> Stored data
....................

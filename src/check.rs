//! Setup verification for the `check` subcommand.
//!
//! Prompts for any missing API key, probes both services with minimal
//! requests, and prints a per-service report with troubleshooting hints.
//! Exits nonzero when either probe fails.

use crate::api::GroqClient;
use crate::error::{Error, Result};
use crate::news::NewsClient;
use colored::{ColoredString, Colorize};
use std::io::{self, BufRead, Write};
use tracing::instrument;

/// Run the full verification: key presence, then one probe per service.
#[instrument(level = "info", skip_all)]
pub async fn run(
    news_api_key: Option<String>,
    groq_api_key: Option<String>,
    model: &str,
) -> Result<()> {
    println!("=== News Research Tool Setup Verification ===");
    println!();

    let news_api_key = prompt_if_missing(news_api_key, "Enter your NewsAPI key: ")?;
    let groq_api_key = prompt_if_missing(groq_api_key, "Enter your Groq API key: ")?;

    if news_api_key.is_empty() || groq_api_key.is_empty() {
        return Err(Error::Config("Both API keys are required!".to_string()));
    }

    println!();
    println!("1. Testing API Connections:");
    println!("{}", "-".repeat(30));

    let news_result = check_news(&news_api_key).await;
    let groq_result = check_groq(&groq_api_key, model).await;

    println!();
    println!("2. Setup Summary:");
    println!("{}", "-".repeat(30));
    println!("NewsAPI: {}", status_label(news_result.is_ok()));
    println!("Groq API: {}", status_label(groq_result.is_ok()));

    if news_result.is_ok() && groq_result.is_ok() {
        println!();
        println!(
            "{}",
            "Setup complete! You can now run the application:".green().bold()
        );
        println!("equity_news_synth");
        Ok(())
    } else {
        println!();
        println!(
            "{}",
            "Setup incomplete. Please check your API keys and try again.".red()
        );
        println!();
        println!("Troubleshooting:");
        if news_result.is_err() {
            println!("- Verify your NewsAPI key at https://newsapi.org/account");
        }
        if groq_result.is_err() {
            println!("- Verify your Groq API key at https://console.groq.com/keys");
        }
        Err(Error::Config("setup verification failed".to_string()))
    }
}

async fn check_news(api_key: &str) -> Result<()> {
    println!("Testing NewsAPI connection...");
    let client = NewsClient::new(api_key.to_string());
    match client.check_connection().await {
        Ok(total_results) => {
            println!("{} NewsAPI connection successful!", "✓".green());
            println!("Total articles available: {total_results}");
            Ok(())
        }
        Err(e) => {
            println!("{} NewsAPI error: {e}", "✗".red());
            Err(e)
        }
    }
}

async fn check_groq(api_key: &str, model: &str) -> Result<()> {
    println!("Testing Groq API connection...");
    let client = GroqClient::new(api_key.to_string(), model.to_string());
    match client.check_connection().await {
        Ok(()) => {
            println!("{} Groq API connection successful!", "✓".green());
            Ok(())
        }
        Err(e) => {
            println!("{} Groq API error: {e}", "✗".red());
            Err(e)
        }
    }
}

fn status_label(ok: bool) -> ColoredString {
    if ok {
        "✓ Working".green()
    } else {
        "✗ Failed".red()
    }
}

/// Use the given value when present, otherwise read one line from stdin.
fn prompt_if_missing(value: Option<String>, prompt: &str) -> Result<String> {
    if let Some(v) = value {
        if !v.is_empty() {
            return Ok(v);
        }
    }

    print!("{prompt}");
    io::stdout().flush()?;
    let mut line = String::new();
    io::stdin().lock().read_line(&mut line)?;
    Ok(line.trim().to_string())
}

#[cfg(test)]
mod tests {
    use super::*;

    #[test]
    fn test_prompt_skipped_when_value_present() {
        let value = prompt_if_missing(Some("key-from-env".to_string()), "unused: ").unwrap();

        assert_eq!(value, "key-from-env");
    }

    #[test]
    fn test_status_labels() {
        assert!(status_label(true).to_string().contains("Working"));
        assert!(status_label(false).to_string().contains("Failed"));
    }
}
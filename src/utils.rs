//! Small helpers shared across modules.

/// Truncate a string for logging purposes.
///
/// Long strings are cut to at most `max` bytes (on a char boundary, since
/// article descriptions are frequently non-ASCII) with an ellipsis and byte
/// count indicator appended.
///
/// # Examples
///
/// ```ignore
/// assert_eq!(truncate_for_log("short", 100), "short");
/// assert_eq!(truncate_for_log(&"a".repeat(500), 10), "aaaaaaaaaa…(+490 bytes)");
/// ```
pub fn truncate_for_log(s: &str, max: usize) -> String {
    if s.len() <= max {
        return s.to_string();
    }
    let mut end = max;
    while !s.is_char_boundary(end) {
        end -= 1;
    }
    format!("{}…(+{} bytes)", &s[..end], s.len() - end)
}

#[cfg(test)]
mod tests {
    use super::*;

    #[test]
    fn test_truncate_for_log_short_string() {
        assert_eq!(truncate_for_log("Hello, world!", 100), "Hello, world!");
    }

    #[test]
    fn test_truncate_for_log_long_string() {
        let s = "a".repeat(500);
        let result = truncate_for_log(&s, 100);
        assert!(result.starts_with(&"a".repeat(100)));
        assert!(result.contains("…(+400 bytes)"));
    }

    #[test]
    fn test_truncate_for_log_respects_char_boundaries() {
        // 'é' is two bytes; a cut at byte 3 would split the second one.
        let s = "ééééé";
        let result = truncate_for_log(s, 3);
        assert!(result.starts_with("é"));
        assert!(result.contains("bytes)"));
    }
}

....................

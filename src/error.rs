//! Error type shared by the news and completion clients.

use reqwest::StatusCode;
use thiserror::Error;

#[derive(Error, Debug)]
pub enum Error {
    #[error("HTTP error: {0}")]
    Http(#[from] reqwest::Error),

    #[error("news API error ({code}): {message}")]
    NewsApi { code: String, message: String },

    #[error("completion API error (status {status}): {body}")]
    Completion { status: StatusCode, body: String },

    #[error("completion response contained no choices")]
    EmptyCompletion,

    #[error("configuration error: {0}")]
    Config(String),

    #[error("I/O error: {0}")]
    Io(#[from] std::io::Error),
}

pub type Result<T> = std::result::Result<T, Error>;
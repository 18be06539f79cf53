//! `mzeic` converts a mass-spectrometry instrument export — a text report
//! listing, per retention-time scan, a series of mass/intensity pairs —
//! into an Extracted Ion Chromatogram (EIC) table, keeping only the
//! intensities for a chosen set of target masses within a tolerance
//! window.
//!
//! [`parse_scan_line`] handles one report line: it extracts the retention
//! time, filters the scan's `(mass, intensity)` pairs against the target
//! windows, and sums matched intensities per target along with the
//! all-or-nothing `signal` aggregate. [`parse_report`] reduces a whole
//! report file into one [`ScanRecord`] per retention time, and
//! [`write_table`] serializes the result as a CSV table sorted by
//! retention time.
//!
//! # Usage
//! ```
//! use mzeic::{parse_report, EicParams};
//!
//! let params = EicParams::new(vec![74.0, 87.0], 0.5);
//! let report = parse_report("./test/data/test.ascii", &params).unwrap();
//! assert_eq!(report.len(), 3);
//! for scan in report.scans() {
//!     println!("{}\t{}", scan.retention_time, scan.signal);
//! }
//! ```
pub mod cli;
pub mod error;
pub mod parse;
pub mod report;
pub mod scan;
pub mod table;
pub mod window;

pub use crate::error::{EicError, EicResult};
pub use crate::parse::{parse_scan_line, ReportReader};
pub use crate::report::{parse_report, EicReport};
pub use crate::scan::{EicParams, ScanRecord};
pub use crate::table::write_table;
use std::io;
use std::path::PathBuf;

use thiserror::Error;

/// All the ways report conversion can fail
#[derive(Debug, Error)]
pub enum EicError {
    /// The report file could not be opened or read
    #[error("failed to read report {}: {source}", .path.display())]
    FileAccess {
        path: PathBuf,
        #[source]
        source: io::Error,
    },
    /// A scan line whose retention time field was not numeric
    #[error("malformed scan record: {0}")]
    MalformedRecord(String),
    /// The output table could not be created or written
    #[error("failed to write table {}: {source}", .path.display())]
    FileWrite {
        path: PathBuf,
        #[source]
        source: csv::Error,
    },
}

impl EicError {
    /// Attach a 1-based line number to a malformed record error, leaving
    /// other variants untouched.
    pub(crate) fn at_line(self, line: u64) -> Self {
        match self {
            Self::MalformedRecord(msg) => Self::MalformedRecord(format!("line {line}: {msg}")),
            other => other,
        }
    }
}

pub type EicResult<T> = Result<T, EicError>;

....................

> How to complete this task
The answer must be every line of the records above that holds the word "intensities".

> Exercise result
//! intensities for a chosen set of target masses within a tolerance
//! windows, and sums matched intensities per target along with the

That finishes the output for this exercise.